SUMMERY OF THE UTILITY MODEL
The utility model provides a can have enough to meet need interim support device to solve the technical problem that current interim support device can't adjust the roof beam body of taking one's place to hoist and mount.
The utility model adopts the technical scheme as follows: a temporary support device capable of being turned over comprises a three-dimensional pushing device used for adjusting the position of a beam body, a power unit used for providing driving force for the three-dimensional pushing device, a control system used for connecting the power unit with the three-dimensional pushing device and a fixed supporting device used for installing the three-dimensional pushing device and supporting the beam body which is adjusted in place, wherein the control system controls the power unit to transmit the power to the three-dimensional pushing device so as to control the three-dimensional pushing device to drive the beam body to move and adjust to a target position along the height direction, the length direction and/or the width direction, a plurality of fixed supporting devices are arranged at the erection position of the beam body along the extension direction of a bridge, after the position of the beam body is adjusted in place by the three-dimensional pushing device, the three-dimensional pushing device is detached from the previous fixed supporting device and is installed on the next fixed supporting device, so as to adjust the position of the next beam body.
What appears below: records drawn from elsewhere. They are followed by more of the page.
use sea_orm::entity::prelude::*;
use serde::Serialize;

#[derive(Clone, Debug, PartialEq, DeriveEntityModel, Serialize)]
#[sea_orm(table_name = "site_settings")]
#[serde(rename_all = "camelCase")]
pub struct Model {
    #[sea_orm(primary_key, auto_increment = false)]
    pub id: String,
    #[sea_orm(unique)]
    pub key: String,
    pub value: Option<String>,
    pub updated_at: DateTime,
}

#[derive(Copy, Clone, Debug, EnumIter, DeriveRelation)]
pub enum Relation {}

impl ActiveModelBehavior for ActiveModel {}
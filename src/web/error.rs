use actix_web::body::{BoxBody, EitherBody};
use actix_web::dev::ServiceResponse;
use actix_web::http::{header, header::HeaderValue, StatusCode};
use actix_web::middleware::ErrorHandlerResponse;
use actix_web::Result;

/// Rewrites an error response into a JSON document. Internal error detail is
/// not echoed back; routes log it before mapping to a status.
pub fn error_document<B>(res: ServiceResponse<B>) -> Result<ErrorHandlerResponse<B>> {
    let message = match res.status() {
        StatusCode::NOT_FOUND => "Not found.",
        StatusCode::INTERNAL_SERVER_ERROR => "Internal server error.",
        status => status.canonical_reason().unwrap_or("Error."),
    };
    let body = BoxBody::new(serde_json::json!({ "message": message }).to_string());
    let mut res: ServiceResponse<EitherBody<B>> =
        res.map_body(|_, _| EitherBody::<B, BoxBody>::right(body));

    // Headers must be manually set because Actix-Web renders no content by default.
    let headers = res.response_mut().headers_mut();
    headers.insert(
        header::CONTENT_TYPE,
        HeaderValue::from_static("application/json"),
    );
    // Proxies (Cloudflare) love to cache error pages permanently. Explicitly say not to do that.
    headers.insert(header::PRAGMA, HeaderValue::from_static("no-cache"));
    headers.insert(header::CACHE_CONTROL, HeaderValue::from_static("no-store"));

    Ok(ErrorHandlerResponse::Response(res))
}

pub fn render_404<B>(res: ServiceResponse<B>) -> Result<ErrorHandlerResponse<B>> {
    error_document::<B>(res)
}

pub fn render_500<B>(res: ServiceResponse<B>) -> Result<ErrorHandlerResponse<B>> {
    error_document::<B>(res)
}
use once_cell::sync::OnceCell;
use sea_orm::{ConnectOptions, Database, DatabaseConnection};
use std::time::Duration;

static DB_POOL: OnceCell<DatabaseConnection> = OnceCell::new();

#[inline(always)]
pub fn get_db_pool() -> &'static DatabaseConnection {
    DB_POOL.get().expect("get_db_pool() called before init_db()")
}

/// Opens the database URL and initializes the DB_POOL static.
pub async fn init_db(database_url: String) -> &'static DatabaseConnection {
    let mut opt = ConnectOptions::new(database_url);
    opt.max_connections(100)
        .min_connections(5)
        .connect_timeout(Duration::from_secs(8))
        .idle_timeout(Duration::from_secs(8))
        .sqlx_logging(true);

    let pool = Database::connect(opt)
        .await
        .expect("Database connection was not established.");
    DB_POOL.set(pool).expect("init_db() called twice");

    get_db_pool()
}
Further, the three-dimensional pushing device comprises a vertical adjusting mechanism for supporting the beam body and driving the beam body to move and adjust along the height direction, a transverse adjusting mechanism for driving the beam body to move and adjust along the width direction and a longitudinal adjusting mechanism for driving the beam body to move and adjust along the length direction; the fixed supporting device comprises a fixed bottom plate used for installing a vertical adjusting mechanism, a transverse adjusting mechanism and a longitudinal adjusting mechanism.
Furthermore, the fixed supporting device also comprises a longitudinal sliding plate which is in sliding connection with the fixed bottom plate along the length direction of the beam body, the longitudinal adjusting mechanism comprises a longitudinal jack which is fixed on the longitudinal sliding plate, and a jack mounting seat which is used for fixing the longitudinal jack (13) is arranged on the fixed bottom plate.
Furthermore, two longitudinal jacks are oppositely arranged on the longitudinal sliding plate, each longitudinal jack is provided with a longitudinal piston rod arranged along the length direction of the beam body and a longitudinal oil cylinder for driving the longitudinal piston rod to extend and contract, and the longitudinal piston rods are fixed on the jack mounting seats; the longitudinal jack comprises two longitudinal piston rods, and the piston rods, the oil cylinder and the jack mounting seat are arranged in a one-to-one correspondence mode.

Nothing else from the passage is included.